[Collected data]
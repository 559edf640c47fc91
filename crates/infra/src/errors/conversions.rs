//! Conversions from external infrastructure errors into domain errors.

use std::io::{Error as IoError, ErrorKind};

use liftoff_domain::LiftoffError;
use r2d2::Error as PoolError;
use rusqlite::Error as SqlError;
use serde_json::Error as JsonError;

/// Error newtype that keeps conversions on the infrastructure side and can be
/// converted back into the domain error.
#[derive(Debug)]
pub struct InfraError(pub LiftoffError);

impl From<InfraError> for LiftoffError {
    fn from(value: InfraError) -> Self {
        value.0
    }
}

impl From<LiftoffError> for InfraError {
    fn from(value: LiftoffError) -> Self {
        InfraError(value)
    }
}

/// Extension trait to make the conversion logic explicit in tests and within
/// this module.
trait IntoLiftoffError {
    fn into_liftoff(self) -> LiftoffError;
}

/* -------------------------------------------------------------------------- */
/* rusqlite::Error → LiftoffError */
/* -------------------------------------------------------------------------- */

impl IntoLiftoffError for SqlError {
    fn into_liftoff(self) -> LiftoffError {
        use rusqlite::ffi::ErrorCode;
        use rusqlite::Error as RE;

        match self {
            RE::SqliteFailure(err, maybe_message) => {
                let message = maybe_message.unwrap_or_default();
                match err.code {
                    ErrorCode::DatabaseBusy => LiftoffError::Storage("database is busy".into()),
                    ErrorCode::DatabaseLocked => LiftoffError::Storage("database is locked".into()),
                    ErrorCode::NotADatabase => {
                        LiftoffError::Storage(format!("file is not a database: {message}"))
                    }
                    ErrorCode::DatabaseCorrupt => {
                        LiftoffError::Storage(format!("database image is malformed: {message}"))
                    }
                    ErrorCode::CannotOpen => {
                        LiftoffError::Storage(format!("unable to open database file: {message}"))
                    }
                    _ => LiftoffError::Storage(format!(
                        "sqlite failure {:?} (code {}): {}",
                        err.code, err.extended_code, message
                    )),
                }
            }
            RE::QueryReturnedNoRows => LiftoffError::NotFound("no rows returned by query".into()),
            RE::FromSqlConversionFailure(_, _, cause) => {
                LiftoffError::Storage(format!("failed to convert sqlite value: {cause}"))
            }
            RE::InvalidColumnType(_, name, ty) => {
                LiftoffError::Storage(format!("invalid column type for {name}: {ty}"))
            }
            RE::InvalidPath(path) => LiftoffError::Storage(format!(
                "invalid database path: {}",
                path.to_string_lossy()
            )),
            other => LiftoffError::Storage(other.to_string()),
        }
    }
}

impl From<SqlError> for InfraError {
    fn from(value: SqlError) -> Self {
        InfraError(value.into_liftoff())
    }
}

/* -------------------------------------------------------------------------- */
/* r2d2::Error → LiftoffError */
/* -------------------------------------------------------------------------- */

impl IntoLiftoffError for PoolError {
    fn into_liftoff(self) -> LiftoffError {
        LiftoffError::Storage(format!("connection pool unavailable: {self}"))
    }
}

impl From<PoolError> for InfraError {
    fn from(value: PoolError) -> Self {
        InfraError(value.into_liftoff())
    }
}

/* -------------------------------------------------------------------------- */
/* std::io::Error → LiftoffError */
/* -------------------------------------------------------------------------- */

impl IntoLiftoffError for IoError {
    fn into_liftoff(self) -> LiftoffError {
        match self.kind() {
            ErrorKind::NotFound => LiftoffError::NotFound(self.to_string()),
            ErrorKind::PermissionDenied => {
                LiftoffError::Platform(format!("permission denied: {self}"))
            }
            _ => LiftoffError::Platform(format!("i/o failure: {self}")),
        }
    }
}

impl From<IoError> for InfraError {
    fn from(value: IoError) -> Self {
        InfraError(value.into_liftoff())
    }
}

/* -------------------------------------------------------------------------- */
/* serde_json::Error → LiftoffError */
/* -------------------------------------------------------------------------- */

impl IntoLiftoffError for JsonError {
    fn into_liftoff(self) -> LiftoffError {
        if self.is_io() {
            return LiftoffError::Platform(format!("i/o failure while encoding json: {self}"));
        }
        LiftoffError::InvalidInput(format!(
            "malformed json at line {} column {}: {self}",
            self.line(),
            self.column()
        ))
    }
}

impl From<JsonError> for InfraError {
    fn from(value: JsonError) -> Self {
        InfraError(value.into_liftoff())
    }
}

/* -------------------------------------------------------------------------- */
/* tokio::task::JoinError → LiftoffError */
/* -------------------------------------------------------------------------- */

impl From<tokio::task::JoinError> for InfraError {
    fn from(value: tokio::task::JoinError) -> Self {
        let message = if value.is_panic() {
            "blocking task panicked".to_string()
        } else {
            format!("blocking task cancelled: {value}")
        };
        InfraError(LiftoffError::Internal(message))
    }
}

/// Shorthand used by adapters: map any convertible error straight into the
/// domain error.
pub(crate) fn to_domain<E>(err: E) -> LiftoffError
where
    InfraError: From<E>,
{
    LiftoffError::from(InfraError::from(err))
}

/* -------------------------------------------------------------------------- */
/* Tests */
/* -------------------------------------------------------------------------- */
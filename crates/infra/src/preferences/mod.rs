//! Preference persistence

pub mod json_store;

pub use json_store::JsonPreferenceStore;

* _Instructions for the task_: Each line in the data that holds the string "infrastructure" must be returned.

* _Answer for this exercise_:
//! Conversions from external infrastructure errors into domain errors.
/// Error newtype that keeps conversions on the infrastructure side and can be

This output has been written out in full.